German TV reporter was expelled after she was caught smearing herself in mud before filming
A German TV reporter has been fired after she was caught smearing herself in mud before filming a report in a flood-ravaged town this week.
Susanna Ohlin, 39, tripped over herself to pretend to have given a helping hand with clean-up efforts in the next Bad Munstereifel Heavy floods killed at least 128 people in Germany.
RTL.de published an article titled “Cleaning up after the flood: RTL presenter helps Bad Munstereifel”, featuring Ohlen.
She was arrested after a bystander posted a video condemning her online on Thursday.
The channel said: “Our reporter’s approach clearly contradicts journalistic principles and our standards. So we gave her leave on Monday after we heard about her.
RTL host Susanna Olin has been fired after she was caught smearing herself in mud before filming a report in a flood-ravaged town this week.
usanna Ohlen was caught smearing herself in mud before filming a report in the flood-ravaged town of Bad Munstereifel this week.
Susanna Ohlin, 39, pretends to have helped clean-up efforts in Bad Munstereifel after torrential floods that killed at least 128 people in Germany.
The footage appears to show Ohlin wearing a blue shirt, hat and shoes, bending over, picking up some mud and staining her clothes while surrounded by flood-damaged homes and debris.
Then she bends down a second time, this time wiping her face with the mud.
The headmistress can be heard laughing in the background and then returns to face the camera crew.
Ohlen has worked at RTL since 2008 and has presented Good Evening RTL, Good Morning Germany and Point 12 among others.
Ohlen has worked at RTL since 2008 and has presented Good Evening RTL, Good Morning Germany and Point 12 among others
The footage appears to show Ohlin wearing a blue shirt, hat and shoes, bending over, picking up some mud and staining her clothes while surrounded by homes wrecked by floods and debris.

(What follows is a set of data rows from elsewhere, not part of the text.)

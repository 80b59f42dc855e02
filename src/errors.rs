//! Runtime and compile-time error types, modeled with `thiserror` so every
//! failure mode is a distinct, matchable variant instead of a raw string.

use thiserror::Error;

#[derive(Debug, Error)]
pub enum RuntimeError {
    #[error("Operand must be a number.")]
    OperandMustBeNumber,
    #[error("Operands must be two numbers or two strings.")]
    AddOperandMismatch,
    #[error("Operands must be numbers.")]
    OperandsMustBeNumbers,
    #[error("Undefined variable '{0}'.")]
    UndefinedVariable(String),
    #[error("Only instances have properties.")]
    NotAnInstance,
    #[error("Undefined property '{0}'.")]
    UndefinedProperty(String),
    #[error("Superclass must be a class.")]
    SuperclassMustBeClass,
    #[error("Undefined method '{0}'.")]
    UndefinedMethod(String),
    #[error("Can only call functions and classes.")]
    NotCallable,
    #[error("Expected {expected} arguments but got {got}.")]
    ArityMismatch { expected: usize, got: usize },
    #[error("Stack overflow.")]
    StackOverflow,
    #[error("Index out of range.")]
    IndexOutOfRange,
    #[error("Index must be a number.")]
    IndexMustBeNumber,
    #[error("Key must be a string.")]
    KeyMustBeString,
    #[error("Cannot index into this value.")]
    NotIndexable,
    #[error("Failed to load module '{0}': {1}")]
    ModuleLoad(String, String),
    #[error("{0}")]
    Other(String),
}
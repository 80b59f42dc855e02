//! The interpreter: value stack, call frames, opcode dispatch, allocation,
//! and the module loader. This is the core the rest of the crate exists to
//! support.

use std::io::Write as _;
use std::sync::{Arc, Mutex};
use std::time::Instant;

use tracing::trace;

use crate::call_frame::CallFrame;
use crate::chunk::OpCode;
use crate::compiler;
use crate::errors::RuntimeError;
use crate::natives;
use crate::object::{self, Obj, ObjType};
use crate::objects::bound::{ObjBoundMethod, ObjBoundNative};
use crate::objects::class::{ObjClass, ObjInstance};
use crate::objects::closure::ObjClosure;
use crate::objects::function::ObjFunction;
use crate::objects::list::ObjList;
use crate::objects::map::ObjMap;
use crate::objects::module::ObjModule;
use crate::objects::native::{NativeFn, ObjNative};
use crate::objects::string::ObjString;
use crate::objects::upvalue::ObjUpvalue;
use crate::table::Table;
use crate::value::{format_number, Value};

pub const FRAMES_MAX: usize = 64;
pub const STACK_MAX: usize = FRAMES_MAX * 256;

#[derive(Debug, PartialEq, Eq, Clone, Copy)]
pub enum InterpretResult {
    Ok,
    CompileError,
    RuntimeError,
}

pub struct Vm {
    pub(crate) stack: Vec<Value>,
    pub(crate) frames: Vec<CallFrame>,
    pub(crate) globals: Table,
    pub(crate) strings: Table,
    pub(crate) modules: Table,
    pub(crate) open_upvalues: *mut ObjUpvalue,
    pub(crate) objects: *mut Obj,
    pub(crate) bytes_allocated: usize,
    pub(crate) next_gc: usize,
    pub(crate) init_string: *mut ObjString,
    pub(crate) temp_roots: Vec<Value>,
    /// Roots the in-progress `ObjFunction` of every `Compiler` currently on
    /// the parser's stack, mirroring clox's `markCompilerRoots` — without
    /// it, a function mid-compile with no other reference could be
    /// collected by a GC cycle triggered from an allocation elsewhere in
    /// the same expression (e.g. a large string constant).
    pub(crate) compiling_functions: Vec<*mut ObjFunction>,
    pub(crate) string_class: *mut ObjClass,
    pub(crate) number_class: *mut ObjClass,
    pub(crate) list_class: *mut ObjClass,
    pub(crate) map_class: *mut ObjClass,
    pub(crate) test_mode: bool,
    pub(crate) test_failures: Option<*mut ObjList>,
    pub(crate) current_test_name: Option<*mut ObjString>,
    start_time: Instant,
    /// Sink for `print` statements. `None` writes to real stdout; tests
    /// install a buffer here to assert on exact program output.
    output: Option<Arc<Mutex<Vec<u8>>>>,
}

Ohlen then appears to bend over for a second time, this time wiping mud across her face, before returning to the camera to shoot the clip
It comes after Belgium, the Netherlands, Germany and France were hit by days of heavy rain and food last week.
The floods have so far claimed at least 196 lives in the worst-hit Germany and Belgium, and are expected to cause billions of euros in damage.
In the Arweiler region of the western German state of Rhineland-Palatinate, the number of recorded deaths has exceeded 110 and police fear that this number will continue to rise.
In neighboring North Rhine-Westphalia, Germany’s most populous state, 46 people were confirmed dead, including four firefighters, while Belgium confirmed 31 deaths.
Desperate relatives posted pictures of missing loved ones over the weekend as floodwaters receded and hope of finding survivors faded.
European Commission President Ursula von der Leyen, German Chancellor Angela Merkel, Belgian King Philip and Queen Mathilde visited the disaster area.
Residents of Ahrweiler, western Germany, began cleaning up after heavy rains caused mudslides and floods in the area.
Residents survey the damage caused by days of heavy rain and flooding in Beppenster, Belgium, on Saturday.
Wrecked cars and trucks are submerged on the B265 federal highway in Irfstadt, Germany
A view of the ruined houses in Erwistadt-Blesim, Germany, which were destroyed after the ground beneath them collapsed into a nearby gravel pit.
Workers clean up a damaged street after floods caused extensive damage in Schojeld, near Bad Neuenahr-Aroweiler.
A resident walks during the disaster caused by flash floods in Bad Muenstrifel, Germany, on Sunday morning.